FileSystem hdfs = FileSystem.get(configuration);
FileStatus fs[] = hdfs.listStatus(new Path(outputPath));
for (FileStatus aFile : fs) {
if (aFile.isDir()) {
hdfs.delete(aFile.getPath(), true);
// delete all directories and sub-directories (if any) in the output directory
}
else {
if (aFile.getPath().getName().contains("_"))

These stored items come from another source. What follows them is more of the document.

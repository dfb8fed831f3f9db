pub mod custom_resource;
pub mod envelope;
pub mod error;
pub mod key;

pub use custom_resource::{
    decode_host_key_event, CustomResourceResponse, HostKeyEvent, HostKeyProperties,
    HostKeyRequest,
};
pub use envelope::{
    decode_sns_event, S3Bucket, S3Entity, S3EventRecord, S3Notification, S3Object, SnsEvent,
    SnsMessage, SnsRecord, OBJECT_CREATED_PUT, S3_TEST_EVENT,
};
pub use error::ContractError;
pub use key::{decode_object_key, encode_object_key, CopySource, ObjectKey};
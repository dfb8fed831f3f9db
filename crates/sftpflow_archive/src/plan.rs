use std::collections::HashSet;

use sftpflow_contract::{ContractError, ObjectKey, SnsEvent};
use tracing::{debug, info};

/// One object to move out of the staging bucket.
#[derive(Debug, Clone, PartialEq, Eq)]
pub struct MoveTask {
    pub source_bucket: String,
    pub key: ObjectKey,
}

/// Flatten messages → records → objects into a single list of move tasks.
///
/// Every message is parsed and every key decoded before any task is returned,
/// so a malformed batch fails before a single copy is issued. A key repeated
/// within the batch is only moved once.
pub fn plan_moves(event: &SnsEvent) -> Result<Vec<MoveTask>, ContractError> {
    let mut seen = HashSet::new();
    let mut tasks = Vec::new();

    for record in &event.records {
        let notification = record.s3_notification()?;
        if notification.is_test_event() {
            info!(
                message_id = record.sns.message_id.as_deref().unwrap_or_default(),
                "skipping S3 test event"
            );
        }

        for s3_record in notification.into_records()? {
            let bucket = s3_record.s3.bucket.name;
            let key = ObjectKey::from_encoded(s3_record.s3.object.key)?;
            if !seen.insert((bucket.clone(), key.decoded().to_string())) {
                debug!(bucket = %bucket, key = key.decoded(), "duplicate record in batch");
                continue;
            }
            tasks.push(MoveTask {
                source_bucket: bucket,
                key,
            });
        }
    }

    Ok(tasks)
}
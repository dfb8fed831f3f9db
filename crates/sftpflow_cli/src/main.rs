use std::{
    path::{Path, PathBuf},
    sync::Arc,
};

use anyhow::{anyhow, bail, Context, Result};
use clap::{Parser, Subcommand, ValueEnum};
use serde_json::{json, Value};
use sftpflow_archive::{plan_moves, ArchiveMover};
use sftpflow_config::StackConfig;
use sftpflow_contract::decode_sns_event;
use sftpflow_hostkey::HostKeyRotator;
use sftpflow_providers::{
    load_sdk_config, S3ObjectStore, SecretsManagerStore, TransferEndpointManager,
};
use tracing::{info, warn};
use uuid::Uuid;

mod simulate;

#[derive(Debug, Parser)]
#[command(author, version, about = "Operate the SFTP upload archive pipeline")]
struct Cli {
    #[command(subcommand)]
    command: Command,
}

#[derive(Debug, Subcommand)]
enum Command {
    /// Validate a stack config and print what it deploys.
    Check {
        #[arg(long, default_value = "config/stack.toml")]
        config: PathBuf,
    },
    /// Run the archive mover against AWS for a saved notification event.
    Archive {
        #[arg(long, default_value = "config/stack.toml")]
        config: PathBuf,
        #[arg(long)]
        event: PathBuf,
        /// Print the planned moves without touching any bucket.
        #[arg(long)]
        dry_run: bool,
    },
    /// Push the configured custom host key onto the SFTP server.
    RotateHostKey {
        #[arg(long, default_value = "config/stack.toml")]
        config: PathBuf,
        #[arg(long, value_enum, default_value_t = RequestType::Update)]
        request_type: RequestType,
        /// Identity reported back on update; defaults to the server id.
        #[arg(long)]
        physical_resource_id: Option<String>,
    },
    /// Upload files for every configured user through the in-memory pipeline.
    Simulate {
        #[arg(long, default_value = "config/stack.toml")]
        config: PathBuf,
        #[arg(long = "file", required = true)]
        files: Vec<String>,
    },
}

#[derive(Debug, Clone, Copy, ValueEnum)]
enum RequestType {
    Create,
    Update,
}

#[tokio::main]
async fn main() -> Result<()> {
    tracing_subscriber::fmt()
        .with_env_filter(
            tracing_subscriber::EnvFilter::try_from_default_env()
                .unwrap_or_else(|_| "info,aws_config=warn".into()),
        )
        .init();

    let cli = Cli::parse();
    match cli.command {
        Command::Check { config } => check(config),
        Command::Archive {
            config,
            event,
            dry_run,
        } => archive(config, event, dry_run).await,
        Command::RotateHostKey {
            config,
            request_type,
            physical_resource_id,
        } => rotate_host_key(config, request_type, physical_resource_id).await,
        Command::Simulate { config, files } => simulate_uploads(config, files).await,
    }
}

fn load_config(path: &Path) -> Result<StackConfig> {
    StackConfig::load(path).with_context(|| format!("invalid stack config {}", path.display()))
}

fn check(config_path: PathBuf) -> Result<()> {
    let config = load_config(&config_path)?;

    println!("source bucket:  {}", config.buckets.source);
    match config.archive_bucket() {
        Some(bucket) => println!("archive bucket: {bucket}"),
        None => println!("archive bucket: disabled"),
    }
    if config.host_key.use_custom_key {
        println!(
            "host key:       {} (version {}) -> {}",
            config.host_key.host_key_secret_arn,
            config.host_key.host_key_version,
            config.host_key.server_id
        );
    } else {
        println!("host key:       service generated");
    }
    for user in &config.users {
        let key = if user.public_key.is_empty() {
            "no public key"
        } else {
            "public key set"
        };
        println!("user:           {} -> {} ({key})", user.user_name, user.home_prefix());
    }
    for email in &config.notification_emails {
        println!("notify:         {email}");
    }

    if config.users.is_empty() {
        warn!("no users configured");
    }
    info!(config = %config_path.display(), "stack config is valid");
    Ok(())
}

async fn archive(config_path: PathBuf, event_path: PathBuf, dry_run: bool) -> Result<()> {
    let config = load_config(&config_path)?;
    let archive_bucket = config
        .archive_bucket()
        .ok_or_else(|| anyhow!("archiving is disabled in {}", config_path.display()))?
        .to_string();

    let source = std::fs::read_to_string(&event_path)
        .with_context(|| format!("failed to read event file {}", event_path.display()))?;
    let payload: Value = serde_json::from_str(&source)
        .with_context(|| format!("invalid event JSON at {}", event_path.display()))?;

    if dry_run {
        let event = decode_sns_event(payload)?;
        let tasks = plan_moves(&event)?;
        for task in &tasks {
            println!(
                "s3://{}/{} -> s3://{}/{}",
                task.source_bucket,
                task.key.decoded(),
                archive_bucket,
                task.key.decoded()
            );
        }
        info!(count = tasks.len(), "dry run, nothing moved");
        return Ok(());
    }

    let sdk_config = load_sdk_config().await;
    let mover = ArchiveMover::new(Arc::new(S3ObjectStore::new(&sdk_config)), archive_bucket);
    let receipt = mover.handle(payload).await.context("archive batch failed")?;
    println!("{}", serde_json::to_string(&receipt)?);
    Ok(())
}

async fn rotate_host_key(
    config_path: PathBuf,
    request_type: RequestType,
    physical_resource_id: Option<String>,
) -> Result<()> {
    let config = load_config(&config_path)?;
    let host_key = &config.host_key;
    if !host_key.use_custom_key {
        bail!(
            "host_key.use_custom_key is off in {}, nothing to rotate",
            config_path.display()
        );
    }

    let mut payload = json!({
        "RequestType": match request_type {
            RequestType::Create => "Create",
            RequestType::Update => "Update",
        },
        "RequestId": Uuid::now_v7().to_string(),
        "ResourceProperties": {
            "serverId": host_key.server_id,
            "hostKeySecretArn": host_key.host_key_secret_arn,
            "hostKeyVersion": host_key.host_key_version,
        },
    });
    if let RequestType::Update = request_type {
        payload["PhysicalResourceId"] =
            json!(physical_resource_id.unwrap_or_else(|| host_key.server_id.clone()));
    }

    let sdk_config = load_sdk_config().await;
    let rotator = HostKeyRotator::new(
        Arc::new(SecretsManagerStore::new(&sdk_config)),
        Arc::new(TransferEndpointManager::new(&sdk_config)),
    );
    let response = rotator
        .handle(payload)
        .await
        .context("host key rotation failed")?;
    println!("{}", serde_json::to_string(&response)?);
    Ok(())
}

async fn simulate_uploads(config_path: PathBuf, files: Vec<String>) -> Result<()> {
    let config = load_config(&config_path)?;
    let report = simulate::simulate(&config, &files).await?;

    for subscription in &report.subscriptions {
        println!(
            "subscriber {}: delivered={} redeliveries={} dead_letters={}",
            subscription.subscriber,
            subscription.delivered,
            subscription.redeliveries,
            subscription.dead_letters.len()
        );
    }
    for email in &report.emails {
        println!("email to {}: {}", email.to, email.body.replace('\n', "; "));
    }
    for key in &report.source_keys {
        println!("s3://{}/{key}", config.buckets.source);
    }
    if let Some(bucket) = config.archive_bucket() {
        for key in &report.archive_keys {
            println!("s3://{bucket}/{key}");
        }
    }
    Ok(())
}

hdfs.delete(aFile.getPath(), true);
// delete all log files and the _SUCCESS file in the output directory
else {
hdfs.rename(aFile.getPath(), new Path(myCustomName));
}
}
Even if you are using MultipleOutputs
, the default OutputFormat
(I believe it is TextOutputFormat
) is still being used, and so it will initialize and creating these part-r-xxxxx
files that you are seeing.
The fact that they are empty is because you are not doing any context.write
because you are using MultipleOutputs
. But that doesn't prevent them from being created during initialization.
To get rid of them, you need to define your OutputFormat
to say you are not expecting any output. You can do it this way:
job.setOutputFormat(NullOutputFormat.class);
With that property set, this should ensure that your part files are never initialized at all, but you still get your output in the MultipleOutputs
.
You could also probably use LazyOutputFormat
which would ensure that your output files are only created when/if there is some data, and not initialize empty files. You could do i this way:
import org.apache.hadoop.mapreduce.lib.output.LazyOutputFormat;
LazyOutputFormat.setOutputFormatClass(job, TextOutputFormat.class);
Note that you are using in your Reducer
the prototype MultipleOutputs.write(String namedOutput, K key, V value)
, which just uses a default output path that will be generated based on your namedOutput
to something like: {namedOutput}-(m|r)-{part-number}
. If you want to have more control over your output filenames, you should use the prototype MultipleOutputs.write(String namedOutput, K key, V value, String baseOutputPath)
which can allow you to get filenames generated at runtime based on your keys/values.